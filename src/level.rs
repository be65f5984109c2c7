//! Level and channel lookup tables shared by every formatter.
//!
//! These tables are the single source of truth for severity vocabulary:
//! formatters never re-derive names, so the same level renders to the
//! same label across destinations (modulo each destination's own
//! bucket collapse).

use serde::{Deserialize, Deserializer, Serialize, Serializer};

/// Log severity on the Monolog integer scale.
///
/// The domain is closed: an invalid level cannot be constructed, so
/// formatters never need a defensive lookup. Numeric input from
/// outside the process goes through [`Level::from_monolog_lossy`].
#[derive(Debug, Clone, Copy, PartialEq, Eq, PartialOrd, Ord, Hash)]
pub enum Level {
    Debug,
    Info,
    Notice,
    Warning,
    Error,
    Critical,
    Alert,
    Emergency,
}

/// 3-bucket severity collapse used by several destinations
/// (Datadog `status`, Bugsnag `severity`, ...).
#[derive(Debug, Clone, Copy, PartialEq, Eq, Hash)]
pub enum Severity {
    Info,
    Warning,
    Error,
}

impl Severity {
    pub fn as_str(self) -> &'static str {
        match self {
            Severity::Info => "info",
            Severity::Warning => "warning",
            Severity::Error => "error",
        }
    }
}

impl Level {
    /// All levels, ascending severity.
    pub const ALL: [Level; 8] = [
        Level::Debug,
        Level::Info,
        Level::Notice,
        Level::Warning,
        Level::Error,
        Level::Critical,
        Level::Alert,
        Level::Emergency,
    ];

    /// Monolog integer value for this level.
    pub fn as_monolog(self) -> u16 {
        match self {
            Level::Debug => 100,
            Level::Info => 200,
            Level::Notice => 250,
            Level::Warning => 300,
            Level::Error => 400,
            Level::Critical => 500,
            Level::Alert => 550,
            Level::Emergency => 600,
        }
    }

    /// Exact lookup of a Monolog integer.
    pub fn from_monolog(value: u16) -> Option<Level> {
        match value {
            100 => Some(Level::Debug),
            200 => Some(Level::Info),
            250 => Some(Level::Notice),
            300 => Some(Level::Warning),
            400 => Some(Level::Error),
            500 => Some(Level::Critical),
            550 => Some(Level::Alert),
            600 => Some(Level::Emergency),
            _ => None,
        }
    }

    /// Total lookup: off-scale values are bucketed into the nearest
    /// lower level. This is the documented "never throw" fallback for
    /// records arriving from outside the process.
    pub fn from_monolog_lossy(value: u16) -> Level {
        match value {
            0..=199 => Level::Debug,
            200..=249 => Level::Info,
            250..=299 => Level::Notice,
            300..=399 => Level::Warning,
            400..=499 => Level::Error,
            500..=549 => Level::Critical,
            550..=599 => Level::Alert,
            _ => Level::Emergency,
        }
    }

    /// Human label ("Debug" .. "Emergency").
    pub fn name(self) -> &'static str {
        match self {
            Level::Debug => "Debug",
            Level::Info => "Info",
            Level::Notice => "Notice",
            Level::Warning => "Warning",
            Level::Error => "Error",
            Level::Critical => "Critical",
            Level::Alert => "Alert",
            Level::Emergency => "Emergency",
        }
    }

    /// Emoji marker used in rendered messages.
    pub fn emoji(self) -> &'static str {
        match self {
            Level::Debug => "🔹",
            Level::Info => "ℹ",
            Level::Notice => "📌",
            Level::Warning => "⚠",
            Level::Error => "❌",
            Level::Critical => "🔥",
            Level::Alert => "🚨",
            Level::Emergency => "💀",
        }
    }

    /// 3-bucket collapse.
    pub fn bucket(self) -> Severity {
        match self {
            Level::Debug | Level::Info | Level::Notice => Severity::Info,
            Level::Warning => Severity::Warning,
            _ => Severity::Error,
        }
    }

    /// 4-bucket class used by the incident trackers (Bugsnag, Raygun)
    /// when composing error class names.
    pub fn incident_label(self) -> &'static str {
        match self {
            Level::Debug => "Debug",
            Level::Info | Level::Notice => "Event",
            Level::Warning => "Warning",
            _ => "Error",
        }
    }

    /// RFC 5424 severity keyword.
    pub fn syslog_name(self) -> &'static str {
        match self {
            Level::Debug => "debug",
            Level::Info => "informational",
            Level::Notice => "notice",
            Level::Warning => "warning",
            Level::Error => "error",
            Level::Critical => "critical",
            Level::Alert => "alert",
            Level::Emergency => "emergency",
        }
    }

    /// RFC 5424 numeric severity (0 = emergency .. 7 = debug).
    pub fn syslog_severity(self) -> u8 {
        match self {
            Level::Debug => 7,
            Level::Info => 6,
            Level::Notice => 5,
            Level::Warning => 4,
            Level::Error => 3,
            Level::Critical => 2,
            Level::Alert => 1,
            Level::Emergency => 0,
        }
    }
}

impl std::fmt::Display for Level {
    fn fmt(&self, f: &mut std::fmt::Formatter<'_>) -> std::fmt::Result {
        f.write_str(self.name())
    }
}

impl Serialize for Level {
    fn serialize<S: Serializer>(&self, serializer: S) -> Result<S::Ok, S::Error> {
        serializer.serialize_u16(self.as_monolog())
    }
}

impl<'de> Deserialize<'de> for Level {
    fn deserialize<D: Deserializer<'de>>(deserializer: D) -> Result<Self, D::Error> {
        let value = u16::deserialize(deserializer)?;
        Ok(Level::from_monolog_lossy(value))
    }
}

/// Display name for a channel key; unknown keys fall back to the
/// "UNKNOWN" bucket rather than leaking the raw key.
pub fn channel_label(channel: &str) -> &'static str {
    match channel.to_ascii_lowercase().as_str() {
        "core" => "Core",
        "plugin" => "Plugin",
        "theme" => "Theme",
        "library" => "Library",
        "db" => "Database",
        "php" => "PHP",
        "api" => "API",
        "cron" => "Cron",
        "trace" => "Tracing",
        "prom" => "Metrics",
        "psr3" => "PSR-3",
        _ => "UNKNOWN",
    }
}

#[cfg(test)]
mod tests {
    use super::*;

    #[test]
    fn test_monolog_round_trip() {
        for level in Level::ALL {
            assert_eq!(Level::from_monolog(level.as_monolog()), Some(level));
            assert_eq!(Level::from_monolog_lossy(level.as_monolog()), level);
        }
    }

    #[test]
    fn test_lossy_bucketing() {
        assert_eq!(Level::from_monolog_lossy(0), Level::Debug);
        assert_eq!(Level::from_monolog_lossy(150), Level::Debug);
        assert_eq!(Level::from_monolog_lossy(320), Level::Warning);
        assert_eq!(Level::from_monolog_lossy(599), Level::Alert);
        assert_eq!(Level::from_monolog_lossy(9000), Level::Emergency);
    }

    #[test]
    fn test_bucket_collapse() {
        assert_eq!(Level::Debug.bucket(), Severity::Info);
        assert_eq!(Level::Notice.bucket(), Severity::Info);
        assert_eq!(Level::Warning.bucket(), Severity::Warning);
        assert_eq!(Level::Error.bucket(), Severity::Error);
        assert_eq!(Level::Emergency.bucket(), Severity::Error);
    }

    #[test]
    fn test_incident_labels() {
        assert_eq!(Level::Debug.incident_label(), "Debug");
        assert_eq!(Level::Info.incident_label(), "Event");
        assert_eq!(Level::Notice.incident_label(), "Event");
        assert_eq!(Level::Warning.incident_label(), "Warning");
        assert_eq!(Level::Critical.incident_label(), "Error");
    }

    #[test]
    fn test_channel_fallback() {
        assert_eq!(channel_label("plugin"), "Plugin");
        assert_eq!(channel_label("DB"), "Database");
        assert_eq!(channel_label("no-such-channel"), "UNKNOWN");
        assert_eq!(channel_label(""), "UNKNOWN");
    }

    #[test]
    fn test_syslog_table() {
        assert_eq!(Level::Emergency.syslog_severity(), 0);
        assert_eq!(Level::Debug.syslog_severity(), 7);
        assert_eq!(Level::Info.syslog_name(), "informational");
    }
}
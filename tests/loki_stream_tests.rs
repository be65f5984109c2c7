//! Loki envelope behavior through the public API.

use logwire::{flatten::flatten, FormatterConfig, LabelTemplate, Level, LogRecord, RecordFormatter};
use logwire::formatters::loki::LokiFormatter;
use serde_json::json;

fn config(template: LabelTemplate) -> FormatterConfig {
    FormatterConfig {
        job: "myapp".to_string(),
        hostname: "web-1".to_string(),
        label_template: template,
        ..FormatterConfig::default()
    }
}

#[test]
fn test_flatten_scalar_contract() {
    // The documented contract for the line-building flattener.
    let data = json!({"a": {"b": 1, "c": "x"}});
    assert_eq!(flatten(&data, "", "_"), r#"a_b=1 a_c="x""#);
}

#[test]
fn test_template_one_scenario() {
    let formatter = LokiFormatter::new(&config(LabelTemplate::from_id(1).unwrap()));
    let record = LogRecord::new(Level::Error, "plugin", "boom");
    let out = formatter.format(&record);
    assert_eq!(
        out["streams"][0]["stream"],
        json!({"job": "myapp", "instance": "web-1", "level": "error"})
    );
}

#[test]
fn test_instance_label_prefers_record_context() {
    let formatter = LokiFormatter::new(&config(LabelTemplate::JobInstance));
    let record =
        LogRecord::new(Level::Info, "core", "m").with_context("instance", "web-override");
    let out = formatter.format(&record);
    assert_eq!(out["streams"][0]["stream"]["instance"], "web-override");
}

#[test]
fn test_full_template_labels() {
    let formatter = LokiFormatter::new(&config(LabelTemplate::from_id(4).unwrap()));
    let record = LogRecord::new(Level::Warning, "db", "m").with_extra("siteid", "3");
    let out = formatter.format(&record);
    let stream = &out["streams"][0]["stream"];
    assert_eq!(stream["env"], "production");
    assert_eq!(stream["site"], "3");
    assert_eq!(stream["level"], "warning");
    assert!(stream.get("version").is_some());
}

#[test]
fn test_values_are_string_pairs() {
    let formatter = LokiFormatter::new(&config(LabelTemplate::JobInstance));
    let record = LogRecord::new(Level::Info, "core", "hello");
    let out = formatter.format(&record);
    let pair = out["streams"][0]["values"][0].as_array().unwrap();
    assert!(pair[0].is_string());
    assert!(pair[1].is_string());
    assert!(pair[1].as_str().unwrap().contains(r#"message="hello""#));
}

#[test]
fn test_batch_single_stream_when_labels_match() {
    let formatter = LokiFormatter::new(&config(LabelTemplate::JobInstance));
    let records = vec![
        LogRecord::new(Level::Error, "db", "one"),
        LogRecord::new(Level::Info, "db", "two"),
    ];
    // Without the level label the two records share one stream.
    let out = formatter.format_batch(&records);
    let streams = out["streams"].as_array().unwrap();
    assert_eq!(streams.len(), 1);
    assert_eq!(streams[0]["values"].as_array().unwrap().len(), 2);
}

● ● ● ●

• [Problem to solve]: Across the listing above, count the lines that include "process" and give the figure with no other words.

• [Response to the task]: 2